▶ [Task goal]
Please output the entries below without altering a single character.
□ □ □ □ □
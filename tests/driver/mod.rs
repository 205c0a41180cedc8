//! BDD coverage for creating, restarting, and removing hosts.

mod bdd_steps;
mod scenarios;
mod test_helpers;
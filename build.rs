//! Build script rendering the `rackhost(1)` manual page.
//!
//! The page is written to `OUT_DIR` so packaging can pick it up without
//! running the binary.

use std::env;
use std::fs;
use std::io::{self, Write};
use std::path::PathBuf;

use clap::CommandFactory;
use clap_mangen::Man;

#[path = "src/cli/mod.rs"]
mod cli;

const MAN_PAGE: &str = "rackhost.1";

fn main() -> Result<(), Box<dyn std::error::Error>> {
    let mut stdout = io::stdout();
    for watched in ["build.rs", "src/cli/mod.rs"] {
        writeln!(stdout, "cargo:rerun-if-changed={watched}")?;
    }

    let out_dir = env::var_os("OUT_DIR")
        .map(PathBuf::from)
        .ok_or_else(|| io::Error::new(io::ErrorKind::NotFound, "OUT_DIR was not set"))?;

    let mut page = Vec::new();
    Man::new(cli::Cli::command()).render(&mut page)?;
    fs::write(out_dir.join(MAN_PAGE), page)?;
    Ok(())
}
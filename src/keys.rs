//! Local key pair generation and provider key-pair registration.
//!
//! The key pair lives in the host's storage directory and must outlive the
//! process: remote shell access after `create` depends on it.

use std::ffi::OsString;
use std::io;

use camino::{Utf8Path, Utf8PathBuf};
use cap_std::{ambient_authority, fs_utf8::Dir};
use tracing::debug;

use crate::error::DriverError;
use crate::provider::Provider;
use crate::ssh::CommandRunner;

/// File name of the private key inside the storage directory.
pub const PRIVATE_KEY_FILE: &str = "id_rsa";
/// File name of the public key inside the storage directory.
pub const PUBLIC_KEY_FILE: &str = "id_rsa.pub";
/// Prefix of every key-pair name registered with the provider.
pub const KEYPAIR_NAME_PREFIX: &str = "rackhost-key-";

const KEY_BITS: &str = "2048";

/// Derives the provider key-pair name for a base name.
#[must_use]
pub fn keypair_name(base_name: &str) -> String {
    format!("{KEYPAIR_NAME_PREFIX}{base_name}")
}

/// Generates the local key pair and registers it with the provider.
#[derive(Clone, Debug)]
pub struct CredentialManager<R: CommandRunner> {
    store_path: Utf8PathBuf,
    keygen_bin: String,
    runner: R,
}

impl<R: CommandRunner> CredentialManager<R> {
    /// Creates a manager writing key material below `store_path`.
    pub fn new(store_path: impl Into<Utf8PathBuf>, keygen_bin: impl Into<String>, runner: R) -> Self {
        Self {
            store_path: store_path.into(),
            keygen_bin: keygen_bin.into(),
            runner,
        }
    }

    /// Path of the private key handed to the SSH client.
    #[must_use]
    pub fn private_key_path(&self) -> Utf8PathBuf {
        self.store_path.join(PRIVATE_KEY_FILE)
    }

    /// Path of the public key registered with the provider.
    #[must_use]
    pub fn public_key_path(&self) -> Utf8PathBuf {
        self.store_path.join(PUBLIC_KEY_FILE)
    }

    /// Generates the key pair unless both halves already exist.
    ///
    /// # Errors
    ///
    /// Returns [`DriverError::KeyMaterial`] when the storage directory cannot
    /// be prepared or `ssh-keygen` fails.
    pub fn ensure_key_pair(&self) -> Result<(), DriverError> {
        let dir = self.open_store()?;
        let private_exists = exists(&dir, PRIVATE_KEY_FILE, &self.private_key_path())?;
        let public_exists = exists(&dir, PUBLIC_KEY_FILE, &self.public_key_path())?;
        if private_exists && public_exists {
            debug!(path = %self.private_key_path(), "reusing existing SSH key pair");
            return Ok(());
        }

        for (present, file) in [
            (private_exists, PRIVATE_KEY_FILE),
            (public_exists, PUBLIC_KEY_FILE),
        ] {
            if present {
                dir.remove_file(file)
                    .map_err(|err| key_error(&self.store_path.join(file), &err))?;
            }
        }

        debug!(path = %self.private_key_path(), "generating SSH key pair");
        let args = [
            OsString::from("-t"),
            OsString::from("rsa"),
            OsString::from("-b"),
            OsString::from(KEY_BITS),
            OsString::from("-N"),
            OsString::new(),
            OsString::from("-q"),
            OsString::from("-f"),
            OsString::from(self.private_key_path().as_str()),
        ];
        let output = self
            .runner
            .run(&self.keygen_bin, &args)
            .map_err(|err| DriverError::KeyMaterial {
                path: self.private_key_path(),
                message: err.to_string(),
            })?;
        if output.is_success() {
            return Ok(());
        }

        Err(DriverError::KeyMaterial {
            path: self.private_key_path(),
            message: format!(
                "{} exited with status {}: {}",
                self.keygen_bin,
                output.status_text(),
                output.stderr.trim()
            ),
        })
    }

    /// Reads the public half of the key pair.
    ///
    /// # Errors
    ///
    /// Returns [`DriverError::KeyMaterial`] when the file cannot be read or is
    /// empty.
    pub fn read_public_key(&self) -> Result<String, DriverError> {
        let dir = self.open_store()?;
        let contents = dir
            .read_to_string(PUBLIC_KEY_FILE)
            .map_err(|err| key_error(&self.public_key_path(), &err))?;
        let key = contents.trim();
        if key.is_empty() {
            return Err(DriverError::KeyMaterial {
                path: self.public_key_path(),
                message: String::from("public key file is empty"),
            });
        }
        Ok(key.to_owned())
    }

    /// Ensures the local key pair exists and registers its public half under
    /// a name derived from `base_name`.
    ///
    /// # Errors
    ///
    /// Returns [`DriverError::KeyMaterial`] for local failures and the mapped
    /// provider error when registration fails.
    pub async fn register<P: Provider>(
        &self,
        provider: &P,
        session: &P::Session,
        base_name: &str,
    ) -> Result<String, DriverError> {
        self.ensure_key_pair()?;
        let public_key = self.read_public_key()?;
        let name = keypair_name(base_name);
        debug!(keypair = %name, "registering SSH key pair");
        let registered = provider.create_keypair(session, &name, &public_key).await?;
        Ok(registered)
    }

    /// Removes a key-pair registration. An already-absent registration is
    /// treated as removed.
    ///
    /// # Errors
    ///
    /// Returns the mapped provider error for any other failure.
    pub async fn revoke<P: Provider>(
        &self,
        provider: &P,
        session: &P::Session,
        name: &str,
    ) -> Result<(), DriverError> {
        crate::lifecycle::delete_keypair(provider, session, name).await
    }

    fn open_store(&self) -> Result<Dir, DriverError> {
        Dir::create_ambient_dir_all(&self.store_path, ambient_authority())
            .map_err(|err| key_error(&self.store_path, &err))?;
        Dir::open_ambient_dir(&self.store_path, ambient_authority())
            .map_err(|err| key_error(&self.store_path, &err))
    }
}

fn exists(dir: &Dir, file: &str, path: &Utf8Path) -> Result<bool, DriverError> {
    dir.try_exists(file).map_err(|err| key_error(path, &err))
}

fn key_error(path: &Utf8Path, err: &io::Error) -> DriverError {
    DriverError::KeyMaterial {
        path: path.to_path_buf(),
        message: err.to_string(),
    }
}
□ □ □ □ □
▶ [Worked solution]
filename tests/driver/mod.rs
repository 205c0a41180cedc8
//! BDD coverage for creating, restarting, and removing hosts.

mod bdd_steps;
mod scenarios;
mod test_helpers;
filename build.rs
//! Build script rendering the `rackhost(1)` manual page.
//!
//! The page is written to `OUT_DIR` so packaging can pick it up without
//! running the binary.

use std::env;
use std::fs;
use std::io::{self, Write};
use std::path::PathBuf;

use clap::CommandFactory;
use clap_mangen::Man;

#[path = "src/cli/mod.rs"]
mod cli;

const MAN_PAGE: &str = "rackhost.1";

fn main() -> Result<(), Box<dyn std::error::Error>> {
    let mut stdout = io::stdout();
    for watched in ["build.rs", "src/cli/mod.rs"] {
        writeln!(stdout, "cargo:rerun-if-changed={watched}")?;
    }

    let out_dir = env::var_os("OUT_DIR")
        .map(PathBuf::from)
        .ok_or_else(|| io::Error::new(io::ErrorKind::NotFound, "OUT_DIR was not set"))?;

    let mut page = Vec::new();
    Man::new(cli::Cli::command()).render(&mut page)?;
    fs::write(out_dir.join(MAN_PAGE), page)?;
    Ok(())
}
filename src/keys.rs
//! Local key pair generation and provider key-pair registration.
//!
//! The key pair lives in the host's storage directory and must outlive the
//! process: remote shell access after `create` depends on it.

use std::ffi::OsString;
use std::io;

use camino::{Utf8Path, Utf8PathBuf};
use cap_std::{ambient_authority, fs_utf8::Dir};
use tracing::debug;

use crate::error::DriverError;
use crate::provider::Provider;
use crate::ssh::CommandRunner;

/// File name of the private key inside the storage directory.
pub const PRIVATE_KEY_FILE: &str = "id_rsa";
/// File name of the public key inside the storage directory.
pub const PUBLIC_KEY_FILE: &str = "id_rsa.pub";
/// Prefix of every key-pair name registered with the provider.
pub const KEYPAIR_NAME_PREFIX: &str = "rackhost-key-";

const KEY_BITS: &str = "2048";

/// Derives the provider key-pair name for a base name.
#[must_use]
pub fn keypair_name(base_name: &str) -> String {
    format!("{KEYPAIR_NAME_PREFIX}{base_name}")
}

/// Generates the local key pair and registers it with the provider.
#[derive(Clone, Debug)]
pub struct CredentialManager<R: CommandRunner> {
    store_path: Utf8PathBuf,
    keygen_bin: String,
    runner: R,
}

impl<R: CommandRunner> CredentialManager<R> {
    /// Creates a manager writing key material below `store_path`.
    pub fn new(store_path: impl Into<Utf8PathBuf>, keygen_bin: impl Into<String>, runner: R) -> Self {
        Self {
            store_path: store_path.into(),
            keygen_bin: keygen_bin.into(),
            runner,
        }
    }

    /// Path of the private key handed to the SSH client.
    #[must_use]
    pub fn private_key_path(&self) -> Utf8PathBuf {
        self.store_path.join(PRIVATE_KEY_FILE)
    }

    /// Path of the public key registered with the provider.
    #[must_use]
    pub fn public_key_path(&self) -> Utf8PathBuf {
        self.store_path.join(PUBLIC_KEY_FILE)
    }

    /// Generates the key pair unless both halves already exist.
    ///
    /// # Errors
    ///
    /// Returns [`DriverError::KeyMaterial`] when the storage directory cannot
    /// be prepared or `ssh-keygen` fails.
    pub fn ensure_key_pair(&self) -> Result<(), DriverError> {
        let dir = self.open_store()?;
        let private_exists = exists(&dir, PRIVATE_KEY_FILE, &self.private_key_path())?;
        let public_exists = exists(&dir, PUBLIC_KEY_FILE, &self.public_key_path())?;
        if private_exists && public_exists {
            debug!(path = %self.private_key_path(), "reusing existing SSH key pair");
            return Ok(());
        }

        for (present, file) in [
            (private_exists, PRIVATE_KEY_FILE),
            (public_exists, PUBLIC_KEY_FILE),
        ] {
            if present {
                dir.remove_file(file)
                    .map_err(|err| key_error(&self.store_path.join(file), &err))?;
            }
        }

        debug!(path = %self.private_key_path(), "generating SSH key pair");
        let args = [
            OsString::from("-t"),
            OsString::from("rsa"),
            OsString::from("-b"),
            OsString::from(KEY_BITS),
            OsString::from("-N"),
            OsString::new(),
            OsString::from("-q"),
            OsString::from("-f"),
            OsString::from(self.private_key_path().as_str()),
        ];
        let output = self
            .runner
            .run(&self.keygen_bin, &args)
            .map_err(|err| DriverError::KeyMaterial {
                path: self.private_key_path(),
                message: err.to_string(),
            })?;
        if output.is_success() {
            return Ok(());
        }

        Err(DriverError::KeyMaterial {
            path: self.private_key_path(),
            message: format!(
                "{} exited with status {}: {}",
                self.keygen_bin,
                output.status_text(),
                output.stderr.trim()
            ),
        })
    }

    /// Reads the public half of the key pair.
    ///
    /// # Errors
    ///
    /// Returns [`DriverError::KeyMaterial`] when the file cannot be read or is
    /// empty.
    pub fn read_public_key(&self) -> Result<String, DriverError> {
        let dir = self.open_store()?;
        let contents = dir
            .read_to_string(PUBLIC_KEY_FILE)
            .map_err(|err| key_error(&self.public_key_path(), &err))?;
        let key = contents.trim();
        if key.is_empty() {
            return Err(DriverError::KeyMaterial {
                path: self.public_key_path(),
                message: String::from("public key file is empty"),
            });
        }
        Ok(key.to_owned())
    }

    /// Ensures the local key pair exists and registers its public half under
    /// a name derived from `base_name`.
    ///
    /// # Errors
    ///
    /// Returns [`DriverError::KeyMaterial`] for local failures and the mapped
    /// provider error when registration fails.
    pub async fn register<P: Provider>(
        &self,
        provider: &P,
        session: &P::Session,
        base_name: &str,
    ) -> Result<String, DriverError> {
        self.ensure_key_pair()?;
        let public_key = self.read_public_key()?;
        let name = keypair_name(base_name);
        debug!(keypair = %name, "registering SSH key pair");
        let registered = provider.create_keypair(session, &name, &public_key).await?;
        Ok(registered)
    }

    /// Removes a key-pair registration. An already-absent registration is
    /// treated as removed.
    ///
    /// # Errors
    ///
    /// Returns the mapped provider error for any other failure.
    pub async fn revoke<P: Provider>(
        &self,
        provider: &P,
        session: &P::Session,
        name: &str,
    ) -> Result<(), DriverError> {
        crate::lifecycle::delete_keypair(provider, session, name).await
    }

    fn open_store(&self) -> Result<Dir, DriverError> {
        Dir::create_ambient_dir_all(&self.store_path, ambient_authority())
            .map_err(|err| key_error(&self.store_path, &err))?;
        Dir::open_ambient_dir(&self.store_path, ambient_authority())
            .map_err(|err| key_error(&self.store_path, &err))
    }
}

fn exists(dir: &Dir, file: &str, path: &Utf8Path) -> Result<bool, DriverError> {
    dir.try_exists(file).map_err(|err| key_error(path, &err))
}

fn key_error(path: &Utf8Path, err: &io::Error) -> DriverError {
    DriverError::KeyMaterial {
        path: path.to_path_buf(),
        message: err.to_string(),
    }
}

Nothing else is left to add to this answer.